Calculus II

Universidad Carlos III de Madrid

Course Description

  • Course Name

    Calculus II

  • Host University

    Universidad Carlos III de Madrid

  • Location

    Madrid, Spain

  • Area of Study

    Calculus, Electrical Engineering

  • Language Level

    Taught In English

  • Prerequisites

    STUDENTS ARE EXPECTED TO HAVE COMPLETED:

    Calculus I

  • Course Level Recommendations

    Lower

    ISA offers course level recommendations in an effort to facilitate the determination of course levels by credential evaluators.We advice each institution to have their own credentials evaluator make the final decision regrading course levels.

    Hours & Credits

  • ECTS Credits

    6
  • Recommended U.S. Semester Credits
    3
  • Recommended U.S. Quarter Units
    4
  • Overview

    Calculus II (222 - 13970)
    Study: Bachelor in Electrical Power Engineering
    Semester 2/Spring Semester
    1st Year Course/Lower Division

    Please note: this course is cross-listed under the majority of engineering departments. Students should select the course from the department that best fits their area of study.

    Students are expected to have completed:

    Calculus I

    Compentences and Skills that will be Acquired and Learning Results:

    The student will be able to formulate, solve and understand mathematical problems arising in engineering. To do so it is necessary, in this second course of Calculus, to be familiar with the n-dimensional euclidean space, in particular in dimension 3, and with its more usual subsets. He/she must be able to manage (scalar and vector) functions of several variables, their continuity, differentiability and integrability properties. The student must be able to solve optimization problems with and without restrictions and will apply the main integration theorems to compute areas and volumes, inertia moments and heat flow. He/she must know the concepts of ordinary differential equation and differential equations problem. The student will be able to solve the main first and second order differential equations.

    Description of Contents: Course Description

    The Euclidean space. Functions of several variables. Continuity and differentiability. Polar, spherical and cylindrical coordinates. The chain rule. Directional derivatives. Gradient, divergence and curl. Free and conditional optimization. Multidimensional Iterated integration. Changes of variables. Integration along trajectories. Integration on surfaces. Computation of areas, volumes, centers of mass , moments of inertia and. other applications of the integral. Theorems of Green, Stokes and Gauss. Introduction to differential equations. Laplace transform.
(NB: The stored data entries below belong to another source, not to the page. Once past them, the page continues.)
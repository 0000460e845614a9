//! Connection settings and the device config file
//!
//! Config files are stored in platform-appropriate locations:
//! - Linux: ~/.config/dahua/
//! - macOS: ~/Library/Application Support/dahua/
//! - Windows: %APPDATA%\dahua\

use std::fmt;
use std::path::PathBuf;
use std::time::Duration;

use serde::{Deserialize, Serialize};
use thiserror::Error;

#[derive(Debug, Error)]
pub enum ConfigError {
    #[error("Failed to read config: {0}")]
    ReadError(#[from] std::io::Error),

    #[error("Failed to parse config: {0}")]
    ParseError(#[from] toml::de::Error),

    #[error("Failed to serialize config: {0}")]
    SerializeError(#[from] toml::ser::Error),

    #[error("Config directory not found")]
    NoDirFound,
}

/// When privileged calls establish a session
#[derive(Debug, Clone, Copy, Default, PartialEq, Eq, Serialize, Deserialize)]
#[serde(rename_all = "snake_case")]
pub enum ReauthPolicy {
    /// Fresh login before every privileged call
    #[default]
    Eager,
    /// Reuse the held session, log in only when there is none
    Lazy,
}

/// Settings for one client talking to one device. Fixed once the client
/// is built.
#[derive(Clone)]
pub struct ClientConfig {
    pub username: String,
    pub password: String,
    pub host: String,
    pub port: u16,
    pub timeout: Duration,
    pub reauth: ReauthPolicy,
}

impl ClientConfig {
    pub fn new(host: &str, port: u16, username: &str, password: &str) -> Self {
        Self {
            username: username.to_string(),
            password: password.to_string(),
            host: host.to_string(),
            port,
            timeout: Duration::from_secs(crate::DEFAULT_TIMEOUT_SECS),
            reauth: ReauthPolicy::default(),
        }
    }

    pub fn with_timeout(mut self, timeout: Duration) -> Self {
        self.timeout = timeout;
        self
    }

    pub fn with_reauth(mut self, reauth: ReauthPolicy) -> Self {
        self.reauth = reauth;
        self
    }

    /// `https` only on 443
    pub fn scheme(&self) -> &'static str {
        if self.port == 443 { "https" } else { "http" }
    }

    pub fn base_url(&self) -> String {
        format!("{}://{}:{}", self.scheme(), self.host, self.port)
    }
}

impl fmt::Debug for ClientConfig {
    fn fmt(&self, f: &mut fmt::Formatter<'_>) -> fmt::Result {
        f.debug_struct("ClientConfig")
            .field("username", &self.username)
            .field("password", &"<redacted>")
            .field("host", &self.host)
            .field("port", &self.port)
            .field("timeout", &self.timeout)
            .field("reauth", &self.reauth)
            .finish()
    }
}

/// Main configuration file
#[derive(Debug, Clone, Default, Serialize, Deserialize)]
pub struct Config {
    /// Device used when none is named
    pub default_device: Option<String>,

    /// Known devices
    #[serde(default)]
    pub devices: Vec<DeviceConfig>,
}

/// Known device entry
#[derive(Debug, Clone, Serialize, Deserialize)]
pub struct DeviceConfig {
    /// Device display name
    pub name: String,

    pub host: String,

    #[serde(default = "default_port")]
    pub port: u16,

    #[serde(default = "default_username")]
    pub username: String,

    #[serde(default)]
    pub password: String,

    /// Video channel the siren/light hang off
    #[serde(default)]
    pub channel: u32,

    /// Request timeout in seconds
    #[serde(default = "default_timeout_secs")]
    pub timeout_secs: u64,

    #[serde(default)]
    pub reauth: ReauthPolicy,
}

fn default_port() -> u16 {
    crate::DEFAULT_HTTP_PORT
}
fn default_username() -> String {
    "admin".to_string()
}
fn default_timeout_secs() -> u64 {
    crate::DEFAULT_TIMEOUT_SECS
}

impl DeviceConfig {
    pub fn client_config(&self) -> ClientConfig {
        ClientConfig::new(&self.host, self.port, &self.username, &self.password)
            .with_timeout(Duration::from_secs(self.timeout_secs))
            .with_reauth(self.reauth)
    }
}

impl Config {
    /// Get config directory path
    pub fn config_dir() -> Result<PathBuf, ConfigError> {
        dirs::config_dir()
            .map(|p| p.join("dahua"))
            .ok_or(ConfigError::NoDirFound)
    }

    /// Get config file path
    pub fn config_path() -> Result<PathBuf, ConfigError> {
        Ok(Self::config_dir()?.join("config.toml"))
    }

    /// Load config from default location
    pub fn load() -> Result<Self, ConfigError> {
        let path = Self::config_path()?;

        if !path.exists() {
            return Ok(Self::default());
        }

        Self::load_from(&path)
    }

    /// Load config from specific path
    pub fn load_from(path: &std::path::Path) -> Result<Self, ConfigError> {
        let content = std::fs::read_to_string(path)?;
        let config: Config = toml::from_str(&content)?;
        Ok(config)
    }

    /// Save config to default location
    pub fn save(&self) -> Result<(), ConfigError> {
        self.save_to(&Self::config_path()?)
    }

    /// Save config to specific path
    pub fn save_to(&self, path: &std::path::Path) -> Result<(), ConfigError> {
        if let Some(parent) = path.parent() {
            std::fs::create_dir_all(parent)?;
        }

        let content = toml::to_string_pretty(self)?;
        std::fs::write(path, content)?;
        Ok(())
    }

    /// Get device config by name
    pub fn get_device(&self, name: &str) -> Option<&DeviceConfig> {
        self.devices.iter().find(|d| d.name == name)
    }

    /// The named device, else the default one, else the only one
    pub fn resolve_device(&self, name: Option<&str>) -> Option<&DeviceConfig> {
        match name.or(self.default_device.as_deref()) {
            Some(name) => self.get_device(name),
            None if self.devices.len() == 1 => self.devices.first(),
            None => None,
        }
    }

    /// Add or update device
    pub fn upsert_device(&mut self, device: DeviceConfig) {
        if let Some(existing) = self.devices.iter_mut().find(|d| d.name == device.name) {
            *existing = device;
        } else {
            self.devices.push(device);
        }
    }
}
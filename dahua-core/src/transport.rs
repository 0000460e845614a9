//! HTTP transport seam for RPC2
//!
//! The client never talks to `reqwest` directly. Everything goes through
//! [`Transport`], so tests can script device replies and the caller can
//! hand in an HTTP client it already owns.

use std::time::Duration;

use async_trait::async_trait;
use reqwest::Client;
use thiserror::Error;

#[derive(Debug, Error)]
pub enum TransportError {
    #[error("HTTP request failed: {0}")]
    HttpError(#[from] reqwest::Error),

    #[error("Connection failed: {0}")]
    Connection(String),
}

/// Sends one JSON body and returns the raw response text
#[async_trait]
pub trait Transport: Send + Sync {
    /// POST `body` to `url`. The body text is returned whatever the HTTP
    /// status; classifying the reply is the caller's job.
    async fn post(&self, url: &str, body: String) -> Result<String, TransportError>;
}

/// `reqwest`-backed transport
#[derive(Debug, Clone)]
pub struct HttpTransport {
    client: Client,
}

impl HttpTransport {
    /// Build a transport with its own client and request timeout
    pub fn new(timeout: Duration) -> Result<Self, TransportError> {
        let client = Client::builder().timeout(timeout).build()?;
        Ok(Self { client })
    }

    /// Reuse a caller-supplied client (its timeout policy applies)
    pub fn with_client(client: Client) -> Self {
        Self { client }
    }
}

#[async_trait]
impl Transport for HttpTransport {
    async fn post(&self, url: &str, body: String) -> Result<String, TransportError> {
        let resp = self
            .client
            .post(url)
            .header(reqwest::header::CONTENT_TYPE, "application/json")
            .body(body)
            .send()
            .await?;

        let status = resp.status();
        if !status.is_success() {
            tracing::debug!(%status, url, "Non-success HTTP status from device");
        }

        Ok(resp.text().await?)
    }
}
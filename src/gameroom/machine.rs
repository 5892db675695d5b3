use super::*;
use crate::Generation;
use crate::Seconds;
use crate::gameplay::*;
use crate::players::Opponent;

const IDLE: &str = "Press play to start";
const SHOW: &str = "Show!";
const VICTORY: &str = "VICTORY!";
const DEFEAT: &str = "DEFEAT!";

/// What applying an event did to the machine.
#[derive(Debug, Clone, Copy, PartialEq, Eq)]
pub enum Transition {
    /// Tagged with a generation other than the current one. Dropped.
    Stale,
    /// Valid but meaningless in the current phase, or no observable change.
    Ignored,
    /// State moved within the current round.
    Advanced,
    /// A round began under this generation and needs a schedule.
    Started(Generation),
    /// The round was decided and the match goes on.
    Resolved(Outcome),
    /// The round was decided and ended the match.
    Finished(Outcome),
    /// The match was abandoned.
    Stopped,
}

impl Transition {
    /// True if the machine's observable state changed.
    pub fn is_change(&self) -> bool {
        !matches!(self, Self::Stale | Self::Ignored)
    }
}

/// Round orchestration core.
///
/// Owns the phase, the committed player move and the score. Consumes
/// gestures and schedule signals one at a time and never blocks; time and
/// concurrency live in [`Room`], which feeds this machine from its inbox.
///
/// Every round runs under its own generation. Events carrying any other
/// generation are stale and leave the machine untouched.
pub struct Machine {
    rules: Rules,
    opponent: Box<dyn Opponent>,
    generation: Generation,
    phase: Phase,
    player: Move,
    bot: Move,
    score: Score,
    message: String,
}

impl Machine {
    pub fn new(rules: Rules, opponent: Box<dyn Opponent>) -> Self {
        Self {
            rules,
            opponent,
            generation: 0,
            phase: Phase::Idle,
            player: Move::None,
            bot: Move::None,
            score: Score::new(rules.points_to_win),
            message: IDLE.to_string(),
        }
    }
    pub fn rules(&self) -> Rules {
        self.rules
    }
    pub fn generation(&self) -> Generation {
        self.generation
    }
    pub fn phase(&self) -> Phase {
        self.phase
    }
    /// Committed player move for the round in progress.
    pub fn player(&self) -> Move {
        self.player
    }
    pub fn bot(&self) -> Move {
        self.bot
    }
    pub fn score(&self) -> Score {
        self.score
    }
    pub fn message(&self) -> &str {
        &self.message
    }
    pub fn snapshot(&self) -> Snapshot {
        Snapshot::new(
            self.generation,
            self.phase,
            self.player,
            self.bot,
            self.score,
            self.message.clone(),
        )
    }
}

impl Machine {
    /// Full match restart from any phase: scores zeroed, first round begins.
    pub fn reset(&mut self) -> Transition {
        log::info!("[machine] new match to {}", self.rules.points_to_win);
        self.score = self.score.cleared();
        self.begin()
    }
    /// Abandon the match. Pending signals and gestures become stale.
    pub fn quit(&mut self) -> Transition {
        log::info!("[machine] match abandoned at {}", self.score);
        self.generation += 1;
        self.phase = Phase::Idle;
        self.player = Move::None;
        self.bot = Move::None;
        self.message = IDLE.to_string();
        Transition::Stopped
    }
    /// A classified gesture observed during round `generation`.
    ///
    /// Only counts while the round is collecting. `None` never clears a
    /// committed move; otherwise the [`Commit`] policy decides whether the
    /// new gesture replaces the committed one.
    pub fn gesture(&mut self, generation: Generation, gesture: Move) -> Transition {
        if generation != self.generation {
            return Transition::Stale;
        }
        if !self.phase.is_collecting() || gesture.is_none() {
            return Transition::Ignored;
        }
        match self.rules.commit {
            Commit::First if self.player.is_some() => Transition::Ignored,
            _ if self.player == gesture => Transition::Ignored,
            _ => {
                log::debug!("[machine] #{} committed {}", generation, gesture);
                self.player = gesture;
                Transition::Advanced
            }
        }
    }
    /// A schedule signal for round `generation`.
    pub fn signal(&mut self, generation: Generation, signal: Signal) -> Transition {
        if generation != self.generation {
            return Transition::Stale;
        }
        match (self.phase, signal) {
            (Phase::Countdown(k), Signal::Tick(r)) if r < k => {
                self.phase = Phase::Countdown(r);
                self.message = Self::countdown(r);
                Transition::Advanced
            }
            (Phase::Countdown(0), Signal::Expire) => {
                self.phase = Phase::Resolving;
                Transition::Advanced
            }
            (Phase::Resolving, Signal::Resolve) => self.resolve(),
            (Phase::Resolved, Signal::Next) => self.begin(),
            (phase, signal) => {
                log::debug!("[machine] {} ignored in {}", signal, phase);
                Transition::Ignored
            }
        }
    }
}

impl Machine {
    fn begin(&mut self) -> Transition {
        let n = self.rules.countdown;
        self.generation += 1;
        self.phase = Phase::Countdown(n);
        self.player = Move::None;
        self.bot = Move::None;
        self.message = Self::countdown(n);
        log::debug!("[machine] #{} round begins", self.generation);
        Transition::Started(self.generation)
    }
    /// The freeze point. The committed move is final from here on.
    fn resolve(&mut self) -> Transition {
        self.bot = self.opponent.next();
        let outcome = Outcome::resolve(self.player, self.bot);
        self.score = self.score.apply(outcome);
        log::info!(
            "[machine] #{} {} vs {}: {} ({})",
            self.generation,
            self.player,
            self.bot,
            outcome,
            self.score
        );
        match self.score.winner() {
            Some(side) => {
                self.phase = Phase::MatchOver;
                self.message = match side {
                    Side::Player => VICTORY,
                    Side::Bot => DEFEAT,
                }
                .to_string();
                Transition::Finished(outcome)
            }
            None => {
                self.phase = Phase::Resolved;
                self.message = outcome.message().to_string();
                Transition::Resolved(outcome)
            }
        }
    }
    fn countdown(n: Seconds) -> String {
        match n {
            0 => SHOW.to_string(),
            n => n.to_string(),
        }
    }
}

impl std::fmt::Debug for Machine {
    fn fmt(&self, f: &mut std::fmt::Formatter<'_>) -> std::fmt::Result {
        f.debug_struct("Machine")
            .field("rules", &self.rules)
            .field("generation", &self.generation)
            .field("phase", &self.phase)
            .field("player", &self.player)
            .field("bot", &self.bot)
            .field("score", &self.score)
            .finish()
    }
}
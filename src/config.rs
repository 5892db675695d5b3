use crate::INBOX_CAPACITY;
use crate::MAX_COUNTDOWN;
use crate::MAX_DELAY_MS;
use crate::gameroom::Commit;
use crate::gameroom::Rules;
use crate::gameroom::Timing;
use crate::perception::Classifier;
use crate::perception::Gestures;
use anyhow::Context;
use serde::Deserialize;
use serde::Serialize;
use std::path::Path;

/// Environment variable overriding [`Rules::points_to_win`].
pub const POINTS_VAR: &str = "ROCHAMBEAU_POINTS";
/// Environment variable overriding [`Rules::commit`].
pub const COMMIT_VAR: &str = "ROCHAMBEAU_COMMIT";

/// Everything a room needs to know before it starts.
/// Every section is optional in the JSON form and falls back to the crate constants.
#[derive(Debug, Clone, PartialEq, Serialize, Deserialize)]
#[serde(default)]
pub struct Config {
    pub rules: Rules,
    pub timing: Timing,
    pub gestures: Gestures,
    /// Room inbox capacity.
    pub inbox: usize,
}

impl Default for Config {
    fn default() -> Self {
        Self {
            rules: Rules::default(),
            timing: Timing::default(),
            gestures: Gestures::default(),
            inbox: INBOX_CAPACITY,
        }
    }
}

impl Config {
    /// Reads a JSON config file.
    pub fn load(path: impl AsRef<Path>) -> anyhow::Result<Self> {
        let path = path.as_ref();
        let text = std::fs::read_to_string(path)
            .with_context(|| format!("read config {}", path.display()))?;
        let config = Self::parse(&text).with_context(|| format!("in {}", path.display()))?;
        log::debug!("[config] loaded {}", path.display());
        Ok(config)
    }
    pub fn parse(text: &str) -> anyhow::Result<Self> {
        let config = serde_json::from_str::<Self>(text).context("parse config")?;
        config.validate()?;
        Ok(config)
    }
    /// Applies overrides from the process environment.
    pub fn from_env(self) -> anyhow::Result<Self> {
        self.overlay(|key| std::env::var(key).ok())
    }
    /// Applies overrides from any key lookup.
    pub fn overlay<F>(mut self, lookup: F) -> anyhow::Result<Self>
    where
        F: Fn(&str) -> Option<String>,
    {
        if let Some(points) = lookup(POINTS_VAR) {
            self.rules.points_to_win = points
                .trim()
                .parse()
                .with_context(|| format!("{}={}", POINTS_VAR, points))?;
        }
        if let Some(commit) = lookup(COMMIT_VAR) {
            self.rules.commit = Commit::try_from(commit.as_str())
                .map_err(anyhow::Error::msg)
                .with_context(|| format!("{}={}", COMMIT_VAR, commit))?;
        }
        self.validate()?;
        Ok(self)
    }
    pub fn validate(&self) -> anyhow::Result<()> {
        anyhow::ensure!(self.rules.points_to_win > 0, "points to win must be positive");
        anyhow::ensure!(self.timing.tick_ms > 0, "tick interval must be positive");
        anyhow::ensure!(
            self.rules.countdown <= MAX_COUNTDOWN,
            "countdown must be at most {} seconds",
            MAX_COUNTDOWN
        );
        for (name, ms) in [
            ("tick", self.timing.tick_ms),
            ("grace", self.timing.grace_ms),
            ("pause", self.timing.pause_ms),
        ] {
            anyhow::ensure!(
                ms <= MAX_DELAY_MS,
                "{} delay must be at most {}ms",
                name,
                MAX_DELAY_MS
            );
        }
        anyhow::ensure!(self.inbox > 0, "inbox capacity must be positive");
        self.classifier()?;
        Ok(())
    }
    pub fn classifier(&self) -> anyhow::Result<Classifier> {
        Ok(Classifier::try_from(&self.gestures)?)
    }
}
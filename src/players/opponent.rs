use crate::gameplay::Move;

/// Source of the computer's throw for each round.
///
/// Called exactly once per round, at the resolve instant, so an
/// implementation never sees the player's move before choosing.
/// Implementations must return Rock, Paper or Scissors, never `None`.
pub trait Opponent: Send {
    fn next(&mut self) -> Move;
}

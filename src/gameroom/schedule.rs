use crate::Generation;
use crate::NEXT_ROUND_DELAY_MS;
use crate::RESOLVE_DELAY_MS;
use crate::Seconds;
use crate::TICK_INTERVAL_MS;
use serde::Deserialize;
use serde::Serialize;
use std::time::Duration;

/// Round pacing, in milliseconds.
#[derive(Debug, Clone, Copy, PartialEq, Eq, Serialize, Deserialize)]
#[serde(default)]
pub struct Timing {
    /// Spacing between countdown ticks.
    pub tick_ms: u64,
    /// Grace window from countdown expiry to the resolve instant.
    pub grace_ms: u64,
    /// Result display time before the next round starts.
    pub pause_ms: u64,
}

impl Timing {
    pub fn tick(&self) -> Duration {
        Duration::from_millis(self.tick_ms)
    }
    pub fn grace(&self) -> Duration {
        Duration::from_millis(self.grace_ms)
    }
    pub fn pause(&self) -> Duration {
        Duration::from_millis(self.pause_ms)
    }
}

impl Default for Timing {
    fn default() -> Self {
        Self {
            tick_ms: TICK_INTERVAL_MS,
            grace_ms: RESOLVE_DELAY_MS,
            pause_ms: NEXT_ROUND_DELAY_MS,
        }
    }
}

/// Phase-advance signal emitted on a round's timeline.
#[derive(Debug, Clone, Copy, PartialEq, Eq, Hash)]
pub enum Signal {
    /// One countdown second elapsed; carries the seconds now remaining.
    Tick(Seconds),
    /// Final countdown tick: the window at zero has elapsed.
    Expire,
    /// Freeze the round and decide it.
    Resolve,
    /// Start the following round.
    Next,
}

impl std::fmt::Display for Signal {
    fn fmt(&self, f: &mut std::fmt::Formatter) -> std::fmt::Result {
        match self {
            Self::Tick(n) => write!(f, "tick({})", n),
            Self::Expire => write!(f, "expire"),
            Self::Resolve => write!(f, "resolve"),
            Self::Next => write!(f, "next"),
        }
    }
}

/// A signal due at an offset from the round start.
#[derive(Debug, Clone, Copy, PartialEq, Eq)]
pub struct Step {
    at: Duration,
    generation: Generation,
    signal: Signal,
}

impl Step {
    /// Offset from the start of the round.
    pub fn at(&self) -> Duration {
        self.at
    }
    pub fn generation(&self) -> Generation {
        self.generation
    }
    pub fn signal(&self) -> Signal {
        self.signal
    }
}

/// Lazy timeline for one round.
///
/// With countdown `n`: `n` ticks one interval apart counting down to zero,
/// `Expire` one interval after the last tick, `Resolve` after the grace
/// window, `Next` after the pause. Whether `Next` is acted upon is the state
/// machine's call; the schedule knows nothing about scores.
#[derive(Debug, Clone)]
pub struct Schedule {
    generation: Generation,
    countdown: Seconds,
    timing: Timing,
    cursor: u64,
}

impl Schedule {
    pub fn new(generation: Generation, countdown: Seconds, timing: Timing) -> Self {
        Self {
            generation,
            countdown,
            timing,
            cursor: 0,
        }
    }
    pub fn generation(&self) -> Generation {
        self.generation
    }
    /// Offset of the countdown's end, or `None` if it does not fit a `Duration`.
    fn expiry(&self) -> Option<Duration> {
        self.timing.tick().checked_mul(self.countdown.checked_add(1)?)
    }
}

/// Offsets that overflow end the schedule early.
impl Iterator for Schedule {
    type Item = Step;
    fn next(&mut self) -> Option<Step> {
        let n = u64::from(self.countdown);
        let i = self.cursor;
        let (at, signal) = match i.checked_sub(n) {
            None => (
                self.timing.tick().checked_mul((i + 1) as u32)?,
                Signal::Tick((n - i - 1) as Seconds),
            ),
            Some(0) => (self.expiry()?, Signal::Expire),
            Some(1) => (
                self.expiry()?.checked_add(self.timing.grace())?,
                Signal::Resolve,
            ),
            Some(2) => (
                self.expiry()?
                    .checked_add(self.timing.grace())?
                    .checked_add(self.timing.pause())?,
                Signal::Next,
            ),
            Some(_) => return None,
        };
        self.cursor += 1;
        Some(Step {
            at,
            generation: self.generation,
            signal,
        })
    }
}

#[cfg(test)]
mod tests {
    use super::*;
    fn ms(n: u64) -> Duration {
        Duration::from_millis(n)
    }
    #[test]
    fn default_timeline() {
        let steps = Schedule::new(7, 3, Timing::default()).collect::<Vec<_>>();
        let expected = vec![
            (ms(1000), Signal::Tick(2)),
            (ms(2000), Signal::Tick(1)),
            (ms(3000), Signal::Tick(0)),
            (ms(4000), Signal::Expire),
            (ms(4500), Signal::Resolve),
            (ms(6500), Signal::Next),
        ];
        assert_eq!(
            steps.iter().map(|s| (s.at(), s.signal())).collect::<Vec<_>>(),
            expected
        );
        assert!(steps.iter().all(|s| s.generation() == 7));
    }
    #[test]
    fn offsets_strictly_increase() {
        let timing = Timing {
            tick_ms: 250,
            grace_ms: 100,
            pause_ms: 1,
        };
        let steps = Schedule::new(1, 5, timing).collect::<Vec<_>>();
        assert_eq!(steps.len(), 5 + 3);
        assert!(steps.windows(2).all(|w| w[0].at() < w[1].at()));
    }
    #[test]
    fn zero_countdown_expires_after_one_interval() {
        let steps = Schedule::new(1, 0, Timing::default())
            .map(|s| s.signal())
            .collect::<Vec<_>>();
        assert_eq!(steps, vec![Signal::Expire, Signal::Resolve, Signal::Next]);
    }
    #[test]
    fn overflowing_offsets_end_the_schedule() {
        let timing = Timing {
            tick_ms: u64::MAX,
            grace_ms: 0,
            pause_ms: 0,
        };
        let steps = Schedule::new(1, 1000, timing).collect::<Vec<_>>();
        assert_eq!(steps.len(), 1000);
        assert_eq!(steps.last().map(Step::signal), Some(Signal::Tick(0)));
        let mut huge = Schedule::new(1, Seconds::MAX, Timing::default());
        assert_eq!(huge.next().map(|s| s.signal()), Some(Signal::Tick(Seconds::MAX - 1)));
        assert_eq!(huge.next().map(|s| s.at()), Some(ms(2000)));
    }
    #[test]
    fn exhausted_schedule_stays_empty() {
        let mut schedule = Schedule::new(1, 1, Timing::default());
        assert_eq!(schedule.by_ref().count(), 4);
        assert_eq!(schedule.next(), None);
    }
}
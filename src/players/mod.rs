//! Computer opponents.
mod opponent;
mod random;
mod scripted;

pub use opponent::*;
pub use random::*;
pub use scripted::*;
use super::*;
use serde::Deserialize;
use serde::Serialize;

/// Result of a single round, seen from the player's side.
#[derive(Debug, Clone, Copy, PartialEq, Eq, Hash, Serialize, Deserialize)]
#[serde(rename_all = "snake_case")]
pub enum Outcome {
    PlayerWins,
    BotWins,
    Draw,
    /// No gesture was committed before the round froze. Scores like a bot win.
    PlayerForfeits,
}

impl Outcome {
    /// Decides a round. Rules apply in priority order:
    ///
    /// 1. no player move forfeits, whatever the bot threw
    /// 2. equal throws draw
    /// 3. otherwise the cyclic dominance table picks the winner
    ///
    /// A bot `None` against a real throw falls through to rule 3 and goes
    /// to the bot, since the player's throw defeats nothing there.
    pub fn resolve(player: Move, bot: Move) -> Self {
        if player.is_none() {
            Self::PlayerForfeits
        } else if player == bot {
            Self::Draw
        } else if player.beats() == Some(bot) {
            Self::PlayerWins
        } else {
            Self::BotWins
        }
    }
    /// True when the round adds a point to the player.
    pub fn is_player_point(&self) -> bool {
        matches!(self, Self::PlayerWins)
    }
    /// True when the round adds a point to the bot.
    pub fn is_bot_point(&self) -> bool {
        matches!(self, Self::BotWins | Self::PlayerForfeits)
    }
    /// Status line shown after the round resolves.
    pub fn message(&self) -> &'static str {
        match self {
            Self::PlayerWins => "You won the round!",
            Self::BotWins => "The bot won the round.",
            Self::Draw => "Draw!",
            Self::PlayerForfeits => "No gesture shown! Point for the bot.",
        }
    }
}

/// Free-function form of [`Outcome::resolve`].
pub fn resolve(player: Move, bot: Move) -> Outcome {
    Outcome::resolve(player, bot)
}

impl std::fmt::Display for Outcome {
    fn fmt(&self, f: &mut std::fmt::Formatter) -> std::fmt::Result {
        match self {
            Self::PlayerWins => write!(f, "player wins"),
            Self::BotWins => write!(f, "bot wins"),
            Self::Draw => write!(f, "draw"),
            Self::PlayerForfeits => write!(f, "player forfeits"),
        }
    }
}
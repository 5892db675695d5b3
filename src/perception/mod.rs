//! Everything between the camera and the room: recognizer output, the label
//! table that turns it into throws, and the pump that feeds a room.
mod classifier;
mod gestures;
mod pipeline;
mod recognition;
mod sensor;
mod simulated;

pub use classifier::*;
pub use gestures::*;
pub use pipeline::*;
pub use recognition::*;
pub use sensor::*;
pub use simulated::*;
//! Round orchestration: the pure state machine, its schedule and timer,
//! and the room actor that serializes every event for one match.
mod error;
mod event;
mod handle;
mod machine;
mod message;
mod room;
mod rules;
mod schedule;
mod timer;

pub use error::*;
pub use event::*;
pub use handle::*;
pub use machine::*;
pub use message::*;
pub use room::*;
pub use rules::*;
pub use schedule::*;
pub use timer::*;
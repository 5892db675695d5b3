/// Errors returned by a [`super::Handle`].
#[derive(Debug, Clone, Copy, PartialEq, Eq)]
pub enum RoomError {
    /// The room has shut down. It will never emit again.
    Closed,
    /// The inbox is full and the frame was dropped.
    Busy,
}

impl std::fmt::Display for RoomError {
    fn fmt(&self, f: &mut std::fmt::Formatter<'_>) -> std::fmt::Result {
        match self {
            Self::Closed => write!(f, "room closed"),
            Self::Busy => write!(f, "room inbox full"),
        }
    }
}

impl std::error::Error for RoomError {}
    Learning Activities and Methodology:

    The academic methodology includes:
    - Master classes, where the knowledge that the students must acquire will be presented. To make easier the development of the class, the students will have written notes and also will have the basic texts of reference that will facilitate their subsequent work.
    - Resolution of exercises by the student that will serve as self-evaluation and to acquire the necessary skills.
    - Problem classes, in which problems proposed to the students are discussed and developed.
    - Partial controls.
    - Final control.
    - Tutorials.

    Assessment System:

    The evaluation will be based in the following criteria:
    - Three or four partial evaluation controls (40%).
    - Final examination (60%).

    Basic Bibliography:

    MARSDEN, TROMBA. VECTOR CALCULUS. W. H. FREEMAN. 2003
    NAGLE. FUNDAMENTALS OF DIFERENTIAL EQUATIONS. PEARSON-ADDISON WESLEY. 2008
    SALAS, S.. CALCULUS: ONE AND SEVERAL VARIABLES. WILEY. 2007
    UÑA, SAN MARTIN, TOMEO. PROBLEMAS RESUELTOS DE CALCULO EN VARIAS VARIABLES. THOMSON.
    ZILL D.. A FIRST COURSE IN DiFFERENTIAL EQUATIONS WITH MODELING APPLICATIONS. BROOKS/COLE. 2013

    Additional Bibliography:

    APOSTOL. . CALCULUS. John Wiley & Sons. .

Course Disclaimer

Courses and course hours of instruction are subject to change.

ECTS (European Credit Transfer and Accumulation System) credits are converted to semester credits/quarter units differently among U.S. universities. Students should confirm the conversion scale used at their home university when determining credit transfer.